→ **Problem details**: Look through the listing below and report the lines that have the word "left" in them.

→ **Input for this task**:
//! Structure updaters: package and navigation fixups applied after the
//! content stages, once every file is in its final state.
//!
//! Each updater detects its own already-applied state, so running them twice
//! leaves the second run a no-op.

use std::path::{Path, PathBuf};

use serde::Serialize;

use crate::config::CoverOptions;
use crate::error::StageError;
use crate::locate::{self, ManifestItem};
use crate::markup::{self, Document, NodeId, ParseMode};

const COVER_ID: &str = "cover";
const COVER_IMAGE_ID: &str = "cover-image";
const COVER_NAV_POINT_ID: &str = "navpoint-cover";

#[derive(Debug, Clone, PartialEq, Eq, Serialize)]
#[serde(rename_all = "kebab-case", tag = "outcome", content = "detail")]
pub enum UpdateOutcome {
    Applied,
    AlreadyApplied,
    /// The target element or file does not exist.
    NotApplicable,
    Disabled,
    Failed(String),
}

impl UpdateOutcome {
    pub fn changed(&self) -> bool {
        matches!(self, Self::Applied)
    }
}

#[derive(Debug, Clone, Serialize)]
pub struct StructureReport {
    pub cover_linear: UpdateOutcome,
    pub cover_image_property: UpdateOutcome,
    pub nav_cover_entry: UpdateOutcome,
    pub ncx_cover_entry: UpdateOutcome,
}

impl StructureReport {
    fn all(outcome: UpdateOutcome) -> Self {
        Self {
            cover_linear: outcome.clone(),
            cover_image_property: outcome.clone(),
            nav_cover_entry: outcome.clone(),
            ncx_cover_entry: outcome,
        }
    }
}

/// Run every enabled updater against the extracted package at `epub_dir`.
/// Failures are logged and reported, never propagated.
pub fn update_structure(epub_dir: &Path, opts: &CoverOptions) -> StructureReport {
    let opf_path = match locate::get_opf_path(epub_dir) {
        Ok(p) => p,
        Err(e) => {
            tracing::warn!("Skipping structure updates: {}", e);
            return StructureReport::all(UpdateOutcome::Failed(e.to_string()));
        }
    };

    let (cover_linear, cover_image_property) = match update_package(&opf_path, opts) {
        Ok(outcomes) => outcomes,
        Err(e) => {
            tracing::warn!("Could not update {}: {}", opf_path.display(), e);
            let failed = UpdateOutcome::Failed(e.to_string());
            (failed.clone(), failed)
        }
    };

    let (nav_cover_entry, ncx_cover_entry) = if opts.inject_toc_entry {
        update_toc(epub_dir, &opf_path, opts.cover_label())
    } else {
        (UpdateOutcome::Disabled, UpdateOutcome::Disabled)
    };

    let report = StructureReport {
        cover_linear,
        cover_image_property,
        nav_cover_entry,
        ncx_cover_entry,
    };
    tracing::info!(
        "Structure updates: linear={:?}, cover-image={:?}, nav={:?}, ncx={:?}",
        report.cover_linear,
        report.cover_image_property,
        report.nav_cover_entry,
        report.ncx_cover_entry
    );
    report
}

fn update_package(opf_path: &Path, opts: &CoverOptions) -> Result<(UpdateOutcome, UpdateOutcome), StageError> {
    let mut package = markup::read_document(opf_path, ParseMode::Xml)?;
    let linear = if opts.fix_linear {
        fix_cover_linear(&mut package)
    } else {
        UpdateOutcome::Disabled
    };
    let property = if opts.fix_cover_image_property {
        fix_cover_image_property(&mut package)
    } else {
        UpdateOutcome::Disabled
    };
    if linear.changed() || property.changed() {
        markup::write_document(opf_path, &package)?;
    }
    Ok((linear, property))
}

/// Mark the spine `itemref idref="cover"` as `linear="yes"`.
pub fn fix_cover_linear(package: &mut Document) -> UpdateOutcome {
    let itemref = package
        .elements_by_name("itemref")
        .into_iter()
        .find(|&id| package.attr(id, "idref") == Some(COVER_ID));
    let Some(itemref) = itemref else {
        tracing::warn!("No spine itemref with idref=\"{}\"", COVER_ID);
        return UpdateOutcome::NotApplicable;
    };
    if package.attr(itemref, "linear") == Some("yes") {
        return UpdateOutcome::AlreadyApplied;
    }
    package.set_attr(itemref, "linear", "yes");
    UpdateOutcome::Applied
}

/// Add the `cover-image` property to the manifest item `id="cover-image"`,
/// keeping any other properties it already declares.
pub fn fix_cover_image_property(package: &mut Document) -> UpdateOutcome {
    let Some(item) = manifest_item_by_id(package, COVER_IMAGE_ID) else {
        tracing::warn!("No manifest item with id=\"{}\"", COVER_IMAGE_ID);
        return UpdateOutcome::NotApplicable;
    };
    let existing = package.attr(item, "properties").unwrap_or("").trim().to_string();
    if existing.split_whitespace().any(|p| p == "cover-image") {
        return UpdateOutcome::AlreadyApplied;
    }
    let properties = if existing.is_empty() {
        "cover-image".to_string()
    } else {
        format!("{existing} cover-image")
    };
    package.set_attr(item, "properties", properties);
    UpdateOutcome::Applied
}

fn manifest_item_by_id(package: &Document, id: &str) -> Option<NodeId> {
    package
        .elements_by_name("item")
        .into_iter()
        .find(|&item| package.attr(item, "id") == Some(id))
}

/// The cover document: manifest item `id="cover"`, else an XHTML item named `cover.*`.
fn cover_document(opf_path: &Path) -> Result<Option<PathBuf>, StageError> {
    let items = locate::read_manifest(opf_path)?;
    let is_cover_file = |item: &&ManifestItem| {
        item.media_type == "application/xhtml+xml"
            && locate::href_to_relative_path(&item.href)
                .file_stem()
                .is_some_and(|stem| stem == "cover")
    };
    let item = items
        .iter()
        .find(|i| i.id == COVER_ID)
        .or_else(|| items.iter().find(is_cover_file));
    let base = opf_path.parent().unwrap_or(Path::new(""));
    Ok(item.map(|i| locate::resolve_href(base, &i.href)))
}

fn update_toc(epub_dir: &Path, opf_path: &Path, label: &str) -> (UpdateOutcome, UpdateOutcome) {
    let failed = |e: &dyn std::fmt::Display| {
        tracing::warn!("Skipping TOC cover entry: {}", e);
        let outcome = UpdateOutcome::Failed(e.to_string());
        (outcome.clone(), outcome)
    };

    let cover = match cover_document(opf_path) {
        Ok(Some(cover)) => cover,
        Ok(None) => {
            tracing::warn!("No cover document in the manifest; TOC left unchanged");
            return (UpdateOutcome::NotApplicable, UpdateOutcome::NotApplicable);
        }
        Err(e) => return failed(&e),
    };
    let toc = match locate::get_toc_files(epub_dir) {
        Ok(toc) => toc,
        Err(e) => return failed(&e),
    };
    if toc.is_empty() {
        tracing::warn!("No navigation document or NCX found; TOC left unchanged");
    }

    let nav = match toc.nav {
        Some(path) => apply_toc_update(&path, ParseMode::Xhtml, |doc, dir| {
            inject_nav_cover(doc, dir, &cover, label)
        }),
        None => UpdateOutcome::NotApplicable,
    };
    let ncx = match toc.ncx {
        Some(path) => apply_toc_update(&path, ParseMode::Xml, |doc, dir| {
            inject_ncx_cover(doc, dir, &cover, label)
        }),
        None => UpdateOutcome::NotApplicable,
    };
    (nav, ncx)
}

fn apply_toc_update(
    path: &Path,
    mode: ParseMode,
    update: impl FnOnce(&mut Document, &Path) -> UpdateOutcome,
) -> UpdateOutcome {
    let result = markup::read_document(path, mode).and_then(|mut doc| {
        let outcome = update(&mut doc, path.parent().unwrap_or(Path::new("")));
        if outcome.changed() {
            markup::write_document(path, &doc)?;
            tracing::info!("Added cover entry to {}", path.display());
        }
        Ok(outcome)
    });
    result.unwrap_or_else(|e| {
        tracing::warn!("Could not update {}: {}", path.display(), e);
        UpdateOutcome::Failed(e.to_string())
    })
}

fn links_to(doc_dir: &Path, href: Option<&str>, cover: &Path) -> bool {
    href.is_some_and(|h| locate::resolve_href(doc_dir, h) == cover)
}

→ **Task answer**:
            tracing::warn!("No cover document in the manifest; TOC left unchanged");
        tracing::warn!("No navigation document or NCX found; TOC left unchanged");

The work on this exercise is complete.